1 crisp lettuce
8 oz (225 g) potatoes, cooked and diced
8 oz (225 g) green beans, sliced and cooked
2 medium carrots, cut into strips and cooked
175 g (6 oz) cabbage, finely shredded
2 large tomatoes, skinned
4 medium eggs, hard boiled (cooked)
110 g (4 oz) onion rings, crisply fried
1 small onion, diced
2 tbsp olive oil
2 tsp chilli powder
1 1/4 cups (10 fl oz) 300 ml water
110 g (4 oz) peanuts, ground
salt, to taste
1 tbsp wine vinegar
1 tsp sugar
to make the salad
1. On a large platter, arrange the lettuce round the outer edge.

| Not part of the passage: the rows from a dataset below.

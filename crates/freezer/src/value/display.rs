//! Debug implementation for Value

use std::collections::HashSet;
use std::fmt;

use super::refs::address;
use super::*;

impl fmt::Debug for Value {
    fn fmt(&self, f: &mut fmt::Formatter<'_>) -> fmt::Result {
        let mut open = HashSet::new();
        write_value(self, f, &mut open)
    }
}

// Containers already being printed are shown as `<cycle>`.
fn write_value(v: &Value, f: &mut fmt::Formatter<'_>, open: &mut HashSet<usize>) -> fmt::Result {
    match v {
        Value::Int(n) => write!(f, "{}", n),
        Value::Float(x) => write!(f, "{:?}", x),
        Value::String(s) => write!(f, "{:?}", s),
        Value::Type(t) => write!(f, "type({:?})", t),

        Value::Array(a) => {
            if !open.insert(address(a)) {
                return write!(f, "<cycle>");
            }
            write!(f, "({{")?;
            for (i, item) in a.borrow().iter().enumerate() {
                if i > 0 {
                    write!(f, ", ")?;
                }
                write_value(item, f, open)?;
            }
            open.remove(&address(a));
            write!(f, "}})")
        }

        Value::Mapping(m) => {
            if !open.insert(address(m)) {
                return write!(f, "<cycle>");
            }
            write!(f, "([")?;
            for (i, (k, val)) in m.borrow().iter().enumerate() {
                if i > 0 {
                    write!(f, ", ")?;
                }
                write_value(&k.0, f, open)?;
                write!(f, ": ")?;
                write_value(val, f, open)?;
            }
            open.remove(&address(m));
            write!(f, "])")
        }

        Value::Multiset(m) => {
            if !open.insert(address(m)) {
                return write!(f, "<cycle>");
            }
            write!(f, "(<")?;
            for (i, item) in m.borrow().iter().enumerate() {
                if i > 0 {
                    write!(f, ", ")?;
                }
                write_value(item, f, open)?;
            }
            open.remove(&address(m));
            write!(f, ">)")
        }

        Value::Object(o) => write!(f, "{:?}", o),
        Value::Function(func) => write!(f, "{:?}", func),
        Value::Program(p) => write!(f, "{:?}", p),
    }
}
//! Hashable wrapper for Value to enable use as mapping keys

use std::hash::{Hash, Hasher};

use super::{Identity, Value};

/// A wrapper for Value that implements Hash and Eq.
///
/// Any value can be a key. Basic values (ints, floats, strings, types)
/// hash and compare by content; arrays, mappings, multisets, objects,
/// functions and programs by identity.
#[derive(Debug, Clone)]
pub struct HashableValue(pub Value);

impl HashableValue {
    /// Check if a value compares by content as a key
    pub fn is_basic(value: &Value) -> bool {
        matches!(
            value,
            Value::Int(_) | Value::Float(_) | Value::String(_) | Value::Type(_)
        )
    }

    /// The wrapped value.
    pub fn value(&self) -> &Value {
        &self.0
    }
}

impl Hash for HashableValue {
    fn hash<H: Hasher>(&self, state: &mut H) {
        Identity::of(&self.0).hash(state);
    }
}

impl PartialEq for HashableValue {
    fn eq(&self, other: &Self) -> bool {
        Identity::of(&self.0) == Identity::of(&other.0)
    }
}

impl Eq for HashableValue {}

impl From<Value> for HashableValue {
    fn from(value: Value) -> Self {
        HashableValue(value)
    }
}

#[cfg(test)]
mod tests {
    use super::*;
    use std::collections::HashSet;

    #[test]
    fn test_basic_keys_by_content() {
        let mut set = HashSet::new();
        set.insert(HashableValue(Value::string("a")));
        assert!(set.contains(&HashableValue(Value::string("a"))));
        assert!(!set.contains(&HashableValue(Value::Int(1))));
    }

    #[test]
    fn test_containers_by_identity() {
        let a = Value::array(vec![Value::Int(1)]);
        let b = Value::array(vec![Value::Int(1)]);
        assert_eq!(HashableValue(a.clone()), HashableValue(a.clone()));
        assert_ne!(HashableValue(a), HashableValue(b));
    }

    #[test]
    fn test_int_and_float_keys_differ() {
        assert_ne!(HashableValue(Value::Int(1)), HashableValue(Value::Float(1.0)));
    }
}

2. Then arrange the potatoes, green beans, carrots, cabbage, tomato slices and quartered eggs.
3. Scatter the onion rings over the salad.
to make the dressing
1. Fry the diced onion in the oil until transparent.
2. Add the chilli powder, water and ground peanuts.
3. Bring to the boil and simmer gently for about 3 minutes, stirring constantly.
4. Add the salt, vinegar and sugar.
5. Allow to cool until just warm, then pour over the vegetables and serve.